Osteogenic induction protects rat bone marrow-derived mesenchymal stem cells against hypoxia-induced apoptosis in vitro.

Background: Bone marrow-derived mesenchymal stem cells (BMSCs) undergo hypoxia-induced apoptosis when cells are transplanted from a normoxic to a hypoxic microenvironment in vivo. The effect of the osteogenic microenvironment on BMSCs under hypoxic conditions has not yet been revealed.

Materials And Methods: In the current study, we investigated the effects on BMSCs of hypoxia and osteogenic induction (OI) individually and in combination. We isolated BMSCs from rat bone marrow and confirmed them by recognition of surface antigens using cytometry. After passaging the BMSCs to the third generation, we treated them with the following conditions: 1% oxygen and OI, normoxia and OI, and 1% oxygen without OI; normoxia without OI was the control condition. On days 3, 7, 14, and 21, we detected the expression levels of hypoxia inducible factor-1α and alkaline phosphate via Western blotting. Cellular apoptosis was detected by Hoechst staining and terminal deoxynucleotidyl transferase-mediated 2'-deoxyuridine, 5'-triphosphate nick end labeling; caspase activity was also detected.
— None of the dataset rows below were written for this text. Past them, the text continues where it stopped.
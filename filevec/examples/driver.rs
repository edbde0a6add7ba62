use clap::{Parser, Subcommand};
use filevec::{FileElement, FileVec, NonTrivial, VecConfig};
use std::path::{Path, PathBuf};
use tracing::info;
use tracing_subscriber::EnvFilter;

#[derive(Parser)]
#[command(author, version, about, long_about = None)]
#[command(about = "FileVec driver - exercise file-backed vectors end to end")]
struct Cli {
    #[command(subcommand)]
    command: Commands,
}

#[derive(Subcommand)]
enum Commands {
    /// Replay the fill, copy and insertion scenarios in a directory
    Scenarios {
        /// Directory for the backing files
        #[arg(long, default_value = ".")]
        dir: PathBuf,

        /// Elements per fill pass
        #[arg(long, default_value_t = 4096)]
        count: usize,

        /// Slots established for empty files
        #[arg(long, default_value_t = 1)]
        min_capacity: usize,
    },
    /// Show the length and contents summary of an i32 vector file
    Info {
        /// Backing file
        path: PathBuf,
    },
    /// Print the default configuration
    Config,
}

#[derive(Debug, Clone, PartialEq)]
struct IntObj {
    x: i32,
}

unsafe impl FileElement for IntObj {
    type Policy = NonTrivial;
}

type DriverResult<T> = Result<T, Box<dyn std::error::Error>>;

fn main() -> DriverResult<()> {
    let filter = EnvFilter::try_from_default_env().unwrap_or_else(|_| EnvFilter::new("info"));
    tracing_subscriber::fmt().with_env_filter(filter).init();

    let cli = Cli::parse();
    let start_time = std::time::Instant::now();

    match &cli.command {
        Commands::Scenarios {
            dir,
            count,
            min_capacity,
        } => {
            let config = VecConfig::default().with_min_capacity(*min_capacity);
            let failures = run_scenarios(dir, *count, &config)?;
            if failures > 0 {
                return Err(format!("{failures} scenario(s) failed").into());
            }
        }
        Commands::Info { path } => {
            let vec: FileVec<i32> = FileVec::open(path)?;
            println!("{vec:?}");
            println!("front: {:?}", vec.front());
            println!("back: {:?}", vec.back());
        }
        Commands::Config => print_config()?,
    }

    let elapsed = start_time.elapsed();
    println!("Completed in {elapsed:.2?}");

    Ok(())
}

#[cfg(feature = "serde")]
fn print_config() -> DriverResult<()> {
    println!("{}", VecConfig::default().to_json()?);
    Ok(())
}

#[cfg(not(feature = "serde"))]
fn print_config() -> DriverResult<()> {
    println!("{:?}", VecConfig::default());
    Ok(())
}

fn report(name: &str, passed: bool) -> usize {
    println!("{name:<24} {}", if passed { "pass" } else { "FAIL" });
    usize::from(!passed)
}

fn run_scenarios(dir: &Path, count: usize, config: &VecConfig) -> DriverResult<usize> {
    let mut failures = 0;
    failures += report("fill and traverse", fill_and_traverse(dir, count, config)?);
    failures += report("non-trivial copies", non_trivial_copies(dir, count, config)?);
    failures += report("front insertion", front_insertion(dir, config)?);
    Ok(failures)
}

fn fill_and_traverse(dir: &Path, count: usize, config: &VecConfig) -> DriverResult<bool> {
    let mut vec1: FileVec<i32> = FileVec::open_with_config(dir.join("test1"), config.clone())?;
    vec1.clear();

    let mut passed = true;
    for i in 0..count as i32 {
        vec1.push(i)?;
        passed &= *vec1.at(i as usize)? == i;
    }

    for value in vec1.iter_mut() {
        *value = 1;
    }
    passed &= vec1.rcursor().iter().all(|&v| v == 1);

    for _ in 0..count {
        vec1.push(2)?;
    }
    passed &= vec1.len() == 2 * count;
    passed &= vec1.at(2 * count).is_err_and(|e| e.is_out_of_range());

    let mut vec2: FileVec<i32> = FileVec::open_with_config(dir.join("test2"), config.clone())?;
    vec2.assign(&vec1)?;
    passed &= vec2 == vec1;

    info!(
        len = vec1.len(),
        capacity = vec1.capacity(),
        remaps = vec1.generation(),
        "filled test1"
    );
    vec1.close()?;
    vec2.close()?;
    Ok(passed)
}

fn non_trivial_copies(dir: &Path, count: usize, config: &VecConfig) -> DriverResult<bool> {
    let obj = IntObj { x: 3 };
    let mut vec3 = FileVec::open_with_config(dir.join("test3"), config.clone())?;
    vec3.resize(count, &obj)?;

    let mut vec4: FileVec<IntObj> = FileVec::open_with_config(dir.join("test4"), config.clone())?;
    vec4.assign(&vec3)?;
    let mut passed = vec3 == vec4;

    let end = vec4.len();
    vec4.insert(end, IntObj { x: 999 })?;
    let mut vec5: FileVec<IntObj> = FileVec::open_with_config(dir.join("test5"), config.clone())?;
    vec5.assign(&vec4)?;
    passed &= vec5 == vec4 && vec5.len() == count + 1;

    vec3.close()?;
    vec4.close()?;
    Ok(passed)
}

fn front_insertion(dir: &Path, config: &VecConfig) -> DriverResult<bool> {
    let mut vec6: FileVec<i32> = FileVec::open_with_config(dir.join("test6"), config.clone())?;
    vec6.assign(&[1, 2, 3, 4, 5, 6, 7, 8, 9])?;
    vec6.close()?;

    let mut vec7: FileVec<i32> = FileVec::open_with_config(dir.join("test7"), config.clone())?;
    vec7.assign(&[9, 8, 7, 6, 5, 4, 3, 2, 1, 0])?;
    vec7.close()?;

    let vec6: FileVec<i32> = FileVec::open_with_config(dir.join("test6"), config.clone())?;
    let mut a: FileVec<i32> = FileVec::open_with_config(dir.join("test8"), config.clone())?;
    a.assign(&vec6)?;
    a.insert(0, 999)?;
    a.insert_n(0, 2, &999)?;
    let count = a.len() + 2;
    a.insert_n(0, count, &999)?;

    Ok(a.len() == 26 && a[17..] == [1, 2, 3, 4, 5, 6, 7, 8, 9])
}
Results: The expression of hypoxia inducible factor-1α was induced and up-regulated when BMSCs were grown under 1% oxygen. The incidence of terminal deoxynucleotidyl transferase-mediated 2'-deoxyuridine, 5'-triphosphatenick end labeling-positive cells in the hypoxia plus OI group was much lower than that in the hypoxia group without OI. Caspase activity increased on days 3, 7, 14, and 21. The absolute value of caspase was statistically higher in the BMSC hypoxia group than in the other three groups, whose values were similar to each other.

Conclusions: Osteogenic induction could protect BMSCs against hypoxia-induced apoptosis. Bone marrow-derived mesenchymal stem cells may be appropriate candidate cells for cytotherapy for skeletal diseases.